//! Helpers for encoding/decoding the login token format.
//!
//! A token is `PREFIX + reverse(base64(json(record)) with '=' -> SENTINEL) + SUFFIX`.
//!
//! This is an obfuscation transform, not a cipher: anyone who knows the format can read a
//! token and mint a new one. Nothing here is keyed by a server secret.

use base64::{Engine as _, engine::general_purpose::STANDARD};

use crate::record::SessionRecord;

/// Marker prepended to every token.
pub const PREFIX: &str = "9c0Mk$%S9mD&Yu";

/// Marker appended to every token.
pub const SUFFIX: &str = "uIml&8k#pI92*Qr";

/// Stand-in for the base64 padding character.
pub const SENTINEL: &str = "@6CFB18E2#iLpYs8Tb";

const PAD: &str = "=";

#[derive(Debug, Clone, PartialEq, Eq, thiserror::Error)]
pub enum Error {
    /// The value is not framed by [`PREFIX`] and [`SUFFIX`].
    #[error("token is missing its prefix or suffix")]
    Format,

    #[error("token payload could not be decoded: {0}")]
    Decode(String),

    #[error("session record could not be encoded: {0}")]
    Encode(String),
}

pub type Result<T> = std::result::Result<T, Error>;

/// Encode a [`SessionRecord`] into a cookie value.
pub fn encode_record(record: &SessionRecord) -> Result<String> {
    let json = serde_json::to_vec(record).map_err(|err| Error::Encode(err.to_string()))?;
    let body = STANDARD.encode(json).replace(PAD, SENTINEL);

    let mut token = String::with_capacity(PREFIX.len() + body.len() + SUFFIX.len());
    token.push_str(PREFIX);
    token.extend(body.chars().rev());
    token.push_str(SUFFIX);
    Ok(token)
}

/// Decode a cookie value into a [`SessionRecord`].
pub fn decode_record(value: &str) -> Result<SessionRecord> {
    decode_payload(value)?.ok_or_else(|| Error::Decode("token payload is null".into()))
}

/// Like [`decode_record`], but reports a payload of JSON `null` as `Ok(None)` instead of an
/// error.
pub fn decode_payload(value: &str) -> Result<Option<SessionRecord>> {
    let body = value
        .strip_prefix(PREFIX)
        .and_then(|rest| rest.strip_suffix(SUFFIX))
        .ok_or(Error::Format)?;

    let reversed: String = body.chars().rev().collect();
    let padded = reversed.replace(SENTINEL, PAD);

    let bytes = STANDARD
        .decode(padded.as_bytes())
        .map_err(|err| Error::Decode(err.to_string()))?;

    serde_json::from_slice(&bytes).map_err(|err| Error::Decode(err.to_string()))
}

#[cfg(test)]
mod tests {
    use super::*;
    use crate::record::UserId;

    fn record() -> SessionRecord {
        SessionRecord {
            user_id: UserId(1),
            username: "a@b.com".into(),
            ip: "10.0.0.1".into(),
            mac: "AABBCCDDEEFF".into(),
            last_login: 1_700_000_000_000,
        }
    }

    #[test]
    fn roundtrip() {
        let record = record();
        let token = encode_record(&record).expect("record encodes");

        assert!(token.starts_with(PREFIX));
        assert!(token.ends_with(SUFFIX));
        assert_eq!(decode_record(&token), Ok(record));
    }

    #[test]
    fn roundtrip_with_unicode_and_empty_fields() {
        let record = SessionRecord {
            user_id: UserId(-42),
            username: "用户@例子.中国".into(),
            ip: String::new(),
            mac: String::new(),
            last_login: 0,
        };
        let token = encode_record(&record).expect("record encodes");

        assert_eq!(decode_record(&token), Ok(record));
    }

    #[test]
    fn encoding_is_deterministic() {
        let a = encode_record(&record()).expect("record encodes");
        let b = encode_record(&record()).expect("record encodes");
        assert_eq!(a, b);
    }

    #[test]
    fn padding_is_replaced_and_body_reversed() {
        let record = record();
        let json = serde_json::to_vec(&record).expect("record serializes");
        let plain = STANDARD.encode(json);
        let token = encode_record(&record).expect("record encodes");

        let body = &token[PREFIX.len()..token.len() - SUFFIX.len()];
        assert!(!body.contains(PAD));
        let expected: String = plain.replace(PAD, SENTINEL).chars().rev().collect();
        assert_eq!(body, expected);
    }

    #[test]
    fn missing_prefix_or_suffix_is_a_format_error() {
        let token = encode_record(&record()).expect("record encodes");

        assert_eq!(decode_record(&token[1..]), Err(Error::Format));
        assert_eq!(decode_record(&token[..token.len() - 1]), Err(Error::Format));
        assert_eq!(decode_record(""), Err(Error::Format));
        assert_eq!(decode_record("bogus"), Err(Error::Format));
        assert_eq!(decode_record(&format!("{PREFIX}{SUFFIX}")[1..]), Err(Error::Format));
    }

    #[test]
    fn invalid_base64_is_a_decode_error() {
        let token = format!("{PREFIX}!!not base64!!{SUFFIX}");
        assert!(matches!(decode_record(&token), Err(Error::Decode(_))));
    }

    #[test]
    fn missing_fields_are_a_decode_error() {
        let body = STANDARD.encode(br#"{"userId":1,"username":"a@b.com"}"#);
        let token = format!(
            "{PREFIX}{}{SUFFIX}",
            body.replace(PAD, SENTINEL).chars().rev().collect::<String>()
        );
        assert!(matches!(decode_record(&token), Err(Error::Decode(_))));
    }

    #[test]
    fn null_payload_decodes_to_none() {
        let body = STANDARD.encode(b"null");
        let token = format!(
            "{PREFIX}{}{SUFFIX}",
            body.replace(PAD, SENTINEL).chars().rev().collect::<String>()
        );

        assert_eq!(decode_payload(&token), Ok(None));
        assert!(matches!(decode_record(&token), Err(Error::Decode(_))));
    }
}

++++++++

What the exercise asks
Recopy all of the records verbatim.

Response to this task
//! Helpers for encoding/decoding the login token format.
//!
//! A token is `PREFIX + reverse(base64(json(record)) with '=' -> SENTINEL) + SUFFIX`.
//!
//! This is an obfuscation transform, not a cipher: anyone who knows the format can read a
//! token and mint a new one. Nothing here is keyed by a server secret.

use base64::{Engine as _, engine::general_purpose::STANDARD};

use crate::record::SessionRecord;

/// Marker prepended to every token.
pub const PREFIX: &str = "9c0Mk$%S9mD&Yu";

/// Marker appended to every token.
pub const SUFFIX: &str = "uIml&8k#pI92*Qr";

/// Stand-in for the base64 padding character.
pub const SENTINEL: &str = "@6CFB18E2#iLpYs8Tb";

const PAD: &str = "=";

#[derive(Debug, Clone, PartialEq, Eq, thiserror::Error)]
pub enum Error {
    /// The value is not framed by [`PREFIX`] and [`SUFFIX`].
    #[error("token is missing its prefix or suffix")]
    Format,

    #[error("token payload could not be decoded: {0}")]
    Decode(String),

    #[error("session record could not be encoded: {0}")]
    Encode(String),
}

pub type Result<T> = std::result::Result<T, Error>;

/// Encode a [`SessionRecord`] into a cookie value.
pub fn encode_record(record: &SessionRecord) -> Result<String> {
    let json = serde_json::to_vec(record).map_err(|err| Error::Encode(err.to_string()))?;
    let body = STANDARD.encode(json).replace(PAD, SENTINEL);

    let mut token = String::with_capacity(PREFIX.len() + body.len() + SUFFIX.len());
    token.push_str(PREFIX);
    token.extend(body.chars().rev());
    token.push_str(SUFFIX);
    Ok(token)
}

/// Decode a cookie value into a [`SessionRecord`].
pub fn decode_record(value: &str) -> Result<SessionRecord> {
    decode_payload(value)?.ok_or_else(|| Error::Decode("token payload is null".into()))
}

/// Like [`decode_record`], but reports a payload of JSON `null` as `Ok(None)` instead of an
/// error.
pub fn decode_payload(value: &str) -> Result<Option<SessionRecord>> {
    let body = value
        .strip_prefix(PREFIX)
        .and_then(|rest| rest.strip_suffix(SUFFIX))
        .ok_or(Error::Format)?;

    let reversed: String = body.chars().rev().collect();
    let padded = reversed.replace(SENTINEL, PAD);

    let bytes = STANDARD
        .decode(padded.as_bytes())
        .map_err(|err| Error::Decode(err.to_string()))?;

    serde_json::from_slice(&bytes).map_err(|err| Error::Decode(err.to_string()))
}

#[cfg(test)]
mod tests {
    use super::*;
    use crate::record::UserId;

    fn record() -> SessionRecord {
        SessionRecord {
            user_id: UserId(1),
            username: "a@b.com".into(),
            ip: "10.0.0.1".into(),
            mac: "AABBCCDDEEFF".into(),
            last_login: 1_700_000_000_000,
        }
    }

    #[test]
    fn roundtrip() {
        let record = record();
        let token = encode_record(&record).expect("record encodes");

        assert!(token.starts_with(PREFIX));
        assert!(token.ends_with(SUFFIX));
        assert_eq!(decode_record(&token), Ok(record));
    }

    #[test]
    fn roundtrip_with_unicode_and_empty_fields() {
        let record = SessionRecord {
            user_id: UserId(-42),
            username: "用户@例子.中国".into(),
            ip: String::new(),
            mac: String::new(),
            last_login: 0,
        };
        let token = encode_record(&record).expect("record encodes");

        assert_eq!(decode_record(&token), Ok(record));
    }

    #[test]
    fn encoding_is_deterministic() {
        let a = encode_record(&record()).expect("record encodes");
        let b = encode_record(&record()).expect("record encodes");
        assert_eq!(a, b);
    }

    #[test]
    fn padding_is_replaced_and_body_reversed() {
        let record = record();
        let json = serde_json::to_vec(&record).expect("record serializes");
        let plain = STANDARD.encode(json);
        let token = encode_record(&record).expect("record encodes");

        let body = &token[PREFIX.len()..token.len() - SUFFIX.len()];
        assert!(!body.contains(PAD));
        let expected: String = plain.replace(PAD, SENTINEL).chars().rev().collect();
        assert_eq!(body, expected);
    }

    #[test]
    fn missing_prefix_or_suffix_is_a_format_error() {
        let token = encode_record(&record()).expect("record encodes");

        assert_eq!(decode_record(&token[1..]), Err(Error::Format));
        assert_eq!(decode_record(&token[..token.len() - 1]), Err(Error::Format));
        assert_eq!(decode_record(""), Err(Error::Format));
        assert_eq!(decode_record("bogus"), Err(Error::Format));
        assert_eq!(decode_record(&format!("{PREFIX}{SUFFIX}")[1..]), Err(Error::Format));
    }

    #[test]
    fn invalid_base64_is_a_decode_error() {
        let token = format!("{PREFIX}!!not base64!!{SUFFIX}");
        assert!(matches!(decode_record(&token), Err(Error::Decode(_))));
    }

    #[test]
    fn missing_fields_are_a_decode_error() {
        let body = STANDARD.encode(br#"{"userId":1,"username":"a@b.com"}"#);
        let token = format!(
            "{PREFIX}{}{SUFFIX}",
            body.replace(PAD, SENTINEL).chars().rev().collect::<String>()
        );
        assert!(matches!(decode_record(&token), Err(Error::Decode(_))));
    }

    #[test]
    fn null_payload_decodes_to_none() {
        let body = STANDARD.encode(b"null");
        let token = format!(
            "{PREFIX}{}{SUFFIX}",
            body.replace(PAD, SENTINEL).chars().rev().collect::<String>()
        );

        assert_eq!(decode_payload(&token), Ok(None));
        assert!(matches!(decode_record(&token), Err(Error::Decode(_))));
    }
}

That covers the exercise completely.